ASSIGNED TASK
Set out exactly every line of the entries below, starting at the line that holds "pub const fn with_test(self, test: StencilTest)" and stopping after the line that holds "u32) << Self::OP_FAIL_Z_SHIFT".

┄┄┄┄┄┄

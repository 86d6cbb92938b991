//! The 32-bit stencil-state word.
//!
//! Field layout (shift, width): reference value at 0 (8 bits), read mask at
//! 8 (8 bits), test function at 16 (4 bits), stencil-fail op at 20, depth-
//! fail op at 24 and depth-pass op at 28 (4 bits each).

/// Stencil comparison function. `0` in the field means "test disabled".
#[derive(Debug, Copy, Clone, Eq, PartialEq)]
#[repr(u32)]
pub enum StencilTest {
    Less = 1,
    LessEqual = 2,
    Equal = 3,
    GreaterEqual = 4,
    Greater = 5,
    NotEqual = 6,
    Never = 7,
    Always = 8,
}

impl StencilTest {
    const fn from_bits(bits: u32) -> Option<Self> {
        Some(match bits {
            1 => StencilTest::Less,
            2 => StencilTest::LessEqual,
            3 => StencilTest::Equal,
            4 => StencilTest::GreaterEqual,
            5 => StencilTest::Greater,
            6 => StencilTest::NotEqual,
            7 => StencilTest::Never,
            8 => StencilTest::Always,
            _ => return None,
        })
    }
}

/// Operation applied to the stencil buffer. `Zero` is the zero encoding.
#[derive(Debug, Copy, Clone, Eq, PartialEq, Default)]
#[repr(u32)]
pub enum StencilOp {
    #[default]
    Zero = 0,
    Keep = 1,
    Replace = 2,
    IncrWrap = 3,
    IncrClamp = 4,
    DecrWrap = 5,
    DecrClamp = 6,
    Invert = 7,
}

impl StencilOp {
    const fn from_bits(bits: u32) -> Self {
        match bits {
            1 => StencilOp::Keep,
            2 => StencilOp::Replace,
            3 => StencilOp::IncrWrap,
            4 => StencilOp::IncrClamp,
            5 => StencilOp::DecrWrap,
            6 => StencilOp::DecrClamp,
            7 => StencilOp::Invert,
            _ => StencilOp::Zero,
        }
    }
}

/// Packed stencil state.
#[derive(Debug, Copy, Clone, Eq, PartialEq, Default, Hash)]
pub struct StencilState(u32);

impl StencilState {
    pub const NONE: StencilState = StencilState(0);

    pub const FUNC_REF_SHIFT: u32 = 0;
    pub const FUNC_REF_MASK: u32 = 0x0000_00ff;
    pub const READ_MASK_SHIFT: u32 = 8;
    pub const READ_MASK_MASK: u32 = 0x0000_ff00;
    pub const TEST_SHIFT: u32 = 16;
    pub const TEST_MASK: u32 = 0x000f_0000;
    pub const OP_FAIL_S_SHIFT: u32 = 20;
    pub const OP_FAIL_S_MASK: u32 = 0x00f0_0000;
    pub const OP_FAIL_Z_SHIFT: u32 = 24;
    pub const OP_FAIL_Z_MASK: u32 = 0x0f00_0000;
    pub const OP_PASS_Z_SHIFT: u32 = 28;
    pub const OP_PASS_Z_MASK: u32 = 0xf000_0000;

    #[inline]
    pub const fn bits(self) -> u32 {
        self.0
    }

    #[inline]
    pub const fn from_bits(bits: u32) -> Self {
        Self(bits)
    }

    pub const fn with_func_ref(self, reference: u8) -> Self {
        Self(self.0 & !Self::FUNC_REF_MASK | (reference as u32) << Self::FUNC_REF_SHIFT)
    }

    pub const fn with_read_mask(self, mask: u8) -> Self {
        Self(self.0 & !Self::READ_MASK_MASK | (mask as u32) << Self::READ_MASK_SHIFT)
    }

    pub const fn with_test(self, test: StencilTest) -> Self {
        Self(self.0 & !Self::TEST_MASK | (test as u32) << Self::TEST_SHIFT)
    }

    /// Sets the fail / depth-fail / depth-pass op triple at once.
    pub const fn with_ops(self, fail: StencilOp, depth_fail: StencilOp, depth_pass: StencilOp) -> Self {
        let cleared =
            self.0 & !(Self::OP_FAIL_S_MASK | Self::OP_FAIL_Z_MASK | Self::OP_PASS_Z_MASK);
        Self(
            cleared
                | (fail as u32) << Self::OP_FAIL_S_SHIFT
                | (depth_fail as u32) << Self::OP_FAIL_Z_SHIFT
                | (depth_pass as u32) << Self::OP_PASS_Z_SHIFT,
        )
    }

    pub const fn func_ref(self) -> u8 {
        (self.0 & Self::FUNC_REF_MASK) as u8
    }

    pub const fn read_mask(self) -> u8 {
        ((self.0 & Self::READ_MASK_MASK) >> Self::READ_MASK_SHIFT) as u8
    }

    pub const fn test(self) -> Option<StencilTest> {
        StencilTest::from_bits((self.0 & Self::TEST_MASK) >> Self::TEST_SHIFT)
    }

    pub const fn op_fail(self) -> StencilOp {
        StencilOp::from_bits((self.0 & Self::OP_FAIL_S_MASK) >> Self::OP_FAIL_S_SHIFT)
    }

    pub const fn op_depth_fail(self) -> StencilOp {
        StencilOp::from_bits((self.0 & Self::OP_FAIL_Z_MASK) >> Self::OP_FAIL_Z_SHIFT)
    }

    pub const fn op_depth_pass(self) -> StencilOp {
        StencilOp::from_bits((self.0 & Self::OP_PASS_Z_MASK) >> Self::OP_PASS_Z_SHIFT)
    }
}

impl std::ops::BitOr for StencilState {
    type Output = Self;

    #[inline]
    fn bitor(self, rhs: Self) -> Self {
        Self(self.0 | rhs.0)
    }
}

#[cfg(test)]
mod tests {
    use super::*;

    #[test]
    fn ref_and_mask_round_trip() {
        let state = StencilState::NONE.with_func_ref(0x2a).with_read_mask(0xf0);
        assert_eq!(state.func_ref(), 0x2a);
        assert_eq!(state.read_mask(), 0xf0);
    }

    #[test]
    fn test_func_round_trip() {
        for test in [
            StencilTest::Less,
            StencilTest::Equal,
            StencilTest::Never,
            StencilTest::Always,
        ] {
            assert_eq!(StencilState::NONE.with_test(test).test(), Some(test));
        }
        assert_eq!(StencilState::NONE.test(), None);
    }

    #[test]
    fn op_triple_round_trip() {
        let state = StencilState::NONE.with_ops(
            StencilOp::Keep,
            StencilOp::IncrWrap,
            StencilOp::Replace,
        );
        assert_eq!(state.op_fail(), StencilOp::Keep);
        assert_eq!(state.op_depth_fail(), StencilOp::IncrWrap);
        assert_eq!(state.op_depth_pass(), StencilOp::Replace);
    }

    #[test]
    fn fields_do_not_overlap() {
        let state = StencilState::NONE
            .with_func_ref(0xff)
            .with_read_mask(0xff)
            .with_test(StencilTest::Always)
            .with_ops(StencilOp::Invert, StencilOp::Invert, StencilOp::Invert);
        assert_eq!(state.func_ref(), 0xff);
        assert_eq!(state.read_mask(), 0xff);
        assert_eq!(state.test(), Some(StencilTest::Always));
        assert_eq!(state.op_fail(), StencilOp::Invert);
    }
}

┄┄┄┄┄┄

RESPONSE AREA
    pub const fn with_test(self, test: StencilTest) -> Self {
        Self(self.0 & !Self::TEST_MASK | (test as u32) << Self::TEST_SHIFT)
    }

    /// Sets the fail / depth-fail / depth-pass op triple at once.
    pub const fn with_ops(self, fail: StencilOp, depth_fail: StencilOp, depth_pass: StencilOp) -> Self {
        let cleared =
            self.0 & !(Self::OP_FAIL_S_MASK | Self::OP_FAIL_Z_MASK | Self::OP_PASS_Z_MASK);
        Self(
            cleared
                | (fail as u32) << Self::OP_FAIL_S_SHIFT
                | (depth_fail as u32) << Self::OP_FAIL_Z_SHIFT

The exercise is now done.